These were the words of a Yorkshire private collector of advertising signs after paying £28,000 (plus buyer’s premium) for this early 20th century enamel motoring sign at the Canterbury Auction Galleries on June 14. The previously unrecorded image produced for British Petroleum measures 3ft 6in by 2ft 3in (1.07m x 69cm) and shows a racing car passing the finishing line with the legend The Winner “BP” The British Petrol”. Few signs of this calibre have come to auction in recent years.

The vibrant image had belonged to a Broadstairs gentleman who lived with his select collection first in a flat in Fulham and, upon retirement, in a bungalow in Herne Bay.
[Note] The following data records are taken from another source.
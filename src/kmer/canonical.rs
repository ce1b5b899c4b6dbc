use std::cmp::Ordering;

use crate::kmer::kmer::reverse_complement_lenient;
use crate::kmer::table::{Count, CountTable};

/// Fold a two-strand count table into canonical k-mer counts.
///
/// Each k-mer is merged with its reverse complement under the
/// lexicographically smaller of the two, and every count is halved since
/// the input already counted each occurrence once per strand. Palindromes
/// map to themselves and are assigned rather than accumulated.
///
/// With `return_all`, every input key is kept and maps to the folded value
/// of its representative.
pub fn canonical_kmers<C: Count>(kmers: &CountTable<C>, return_all: bool) -> CountTable<f64> {
    let mut canon: CountTable<f64> = CountTable::with_capacity(kmers.len());

    for (kmer, &count) in kmers.iter() {
        let half = count.as_f64() / 2.0;
        let kmer_rc = reverse_complement_lenient(kmer);

        match kmer.as_str().cmp(kmer_rc.as_str()) {
            Ordering::Less => *canon.entry(kmer.clone()).or_insert(0.0) += half,
            Ordering::Greater => *canon.entry(kmer_rc).or_insert(0.0) += half,
            Ordering::Equal => {
                canon.insert(kmer.clone(), half);
            }
        }
    }

    if return_all {
        for kmer in kmers.keys() {
            if !canon.contains_key(kmer) {
                let folded = canon
                    .get(&reverse_complement_lenient(kmer))
                    .copied()
                    .unwrap_or(0.0);
                canon.insert(kmer.clone(), folded);
            }
        }
    }

    canon
}

#[cfg(test)]
mod tests {
    use super::*;
    use crate::kmer::table::total;

    fn raw(entries: &[(&str, u64)]) -> CountTable<u64> {
        entries.iter().map(|&(k, c)| (k.to_string(), c)).collect()
    }

    #[test]
    fn test_folds_pairs_under_smaller_key() {
        let canon = canonical_kmers(&raw(&[("AAC", 4), ("GTT", 2), ("CCC", 6)]), false);
        assert_eq!(canon.len(), 2);
        assert_eq!(canon["AAC"], 3.0);
        assert_eq!(canon["CCC"], 3.0);
        assert!(!canon.contains_key("GTT"));
    }

    #[test]
    fn test_palindrome_is_halved_once() {
        let canon = canonical_kmers(&raw(&[("ACGT", 5), ("AATT", 2)]), false);
        assert_eq!(canon["ACGT"], 2.5);
        assert_eq!(canon["AATT"], 1.0);
    }

    #[test]
    fn test_return_all_restores_partner_keys() {
        let input = raw(&[("AAC", 4), ("GTT", 2), ("ACGT", 2), ("GGG", 2)]);
        let canon = canonical_kmers(&input, true);
        assert!(input.keys().all(|k| canon.contains_key(k)));
        assert_eq!(canon["AAC"], 3.0);
        assert_eq!(canon["GTT"], 3.0);
        assert_eq!(canon["ACGT"], 1.0);
        // the representative of GGG is kept alongside it
        assert_eq!(canon["GGG"], 1.0);
        assert_eq!(canon["CCC"], 1.0);
        assert_eq!(canon.len(), 5);
        assert!(total(&canon) <= total(&input));
    }

    #[test]
    fn test_sum_is_half_without_return_all() {
        let input = raw(&[("A", 4), ("C", 4), ("G", 2), ("T", 2), ("AT", 7)]);
        let canon = canonical_kmers(&input, false);
        assert_eq!(total(&canon), total(&input) / 2.0);
    }

    #[test]
    fn test_non_acgt_keys_pass_through() {
        let canon = canonical_kmers(&raw(&[("N", 3), ("acg", 2), ("cgt", 2)]), false);
        assert_eq!(canon["N"], 1.5);
        assert_eq!(canon["acg"], 2.0);
        assert!(!canon.contains_key("cgt"));
    }

    #[test]
    fn test_accepts_float_counts() {
        let folded: CountTable<f64> = [("AC".to_string(), 3.0), ("GG".to_string(), 1.0)]
            .into_iter()
            .collect();
        let again = canonical_kmers(&folded, false);
        assert_eq!(again["AC"], 1.5);
        assert_eq!(again["CC"], 0.5);
    }
}
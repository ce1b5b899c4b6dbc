use thiserror::Error;

#[derive(Debug, Error)]
pub enum NucleoError {
    #[error("Invalid symbol '{symbol}' at position {position}")]
    InvalidSymbol { symbol: char, position: usize },

    #[error("Invalid k-mer length {k} for sequence of length {len}")]
    InvalidLength { k: usize, len: usize },

    /// Zero-filling 4^k entries above the configured ceiling.
    #[error("Exhaustive enumeration for k={k} exceeds the limit of k={max}")]
    ExhaustiveLimit { k: usize, max: usize },

    #[error("DNA sequence length {len} is not divisible by 3")]
    LengthMismatch { len: usize },

    #[error("Unknown codon '{codon}' at position {position}")]
    UnknownCodon { codon: String, position: usize },

    #[error("Value {n} is out of range for k={k}")]
    Range { k: usize, n: u64 },

    #[error("Malformed FASTA at line {line}: {message}")]
    FastaFormat { line: usize, message: String },

    #[error("Invalid configuration: {0}")]
    Config(String),

    #[error("I/O error: {0}")]
    Io(#[from] std::io::Error),
}

pub type Result<T> = std::result::Result<T, NucleoError>;
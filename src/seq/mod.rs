//! Sequence utilities that make no k-mer assumptions.

pub mod composition;
pub mod translate;
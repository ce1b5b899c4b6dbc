use criterion::{black_box, criterion_group, criterion_main, BenchmarkId, Criterion, Throughput};
use nucleo::kmer::canonical::canonical_kmers;
use nucleo::kmer::counter::{count_kmers, count_kmers_many};
use nucleo::{CountConfig, StrandMode};
use rand::Rng;

/// Generate random DNA sequences for benchmarking
fn generate_sequences(num_seqs: usize, seq_len: usize) -> Vec<String> {
    let mut rng = rand::thread_rng();
    let bases = ['A', 'C', 'G', 'T'];

    (0..num_seqs)
        .map(|_| {
            (0..seq_len)
                .map(|_| bases[rng.gen_range(0..4)])
                .collect()
        })
        .collect()
}

/// Benchmark counting under both strand modes
fn bench_kmer_counting(c: &mut Criterion) {
    let mut group = c.benchmark_group("kmer_counting");

    for num_seqs in [100, 1000, 10000] {
        let sequences = generate_sequences(num_seqs, 150); // 150bp reads
        let total_bases: usize = sequences.iter().map(|s| s.len()).sum();

        group.throughput(Throughput::Bytes(total_bases as u64));

        for (name, strand) in [
            ("forward", StrandMode::Forward),
            ("reverse_complement", StrandMode::ReverseComplement),
        ] {
            let config = CountConfig::new(11).strand(strand);
            group.bench_with_input(BenchmarkId::new(name, num_seqs), &sequences, |b, seqs| {
                b.iter(|| black_box(count_kmers_many(seqs, &config).unwrap()))
            });
        }
    }

    group.finish();
}

/// Benchmark canonical folding of a single long sequence
fn bench_canonical(c: &mut Criterion) {
    let mut group = c.benchmark_group("canonical");
    let sequence = generate_sequences(1, 100_000).remove(0);

    for k in [4, 8, 12] {
        let raw = count_kmers(&sequence, &CountConfig::new(k)).unwrap();
        group.bench_with_input(BenchmarkId::new("fold", k), &raw, |b, raw| {
            b.iter(|| black_box(canonical_kmers(raw, false)))
        });
    }

    group.finish();
}

criterion_group!(benches, bench_kmer_counting, bench_canonical);
criterion_main!(benches);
Canterbury auctioneer Anthony Pratt made the discovery when he was called in to conduct a probate valuation earlier this year. He had estimated the sign at just £400-600. The collection also included a 4ft 4in by 5ft (1.02 x 1.52m) sign depicting a British super-dreadnought on an Admiralty floating dock being coated with Suter Hartmann’s Rahtjen’s antifouling paint. Against the same lowly expectations, it was sold for £10,500 – a similar price to another version of this sign sold in Australia earlier this year.

While £28,000 appears to be a record for an enamel sign, the price is dwarfed by the $85,000 paid in 1990 for a Campbell's Soups painted tin advertising sign by Standard Advertising Company, Ohio with 52 red-and-white cans forming the stripes of a stylised American flag.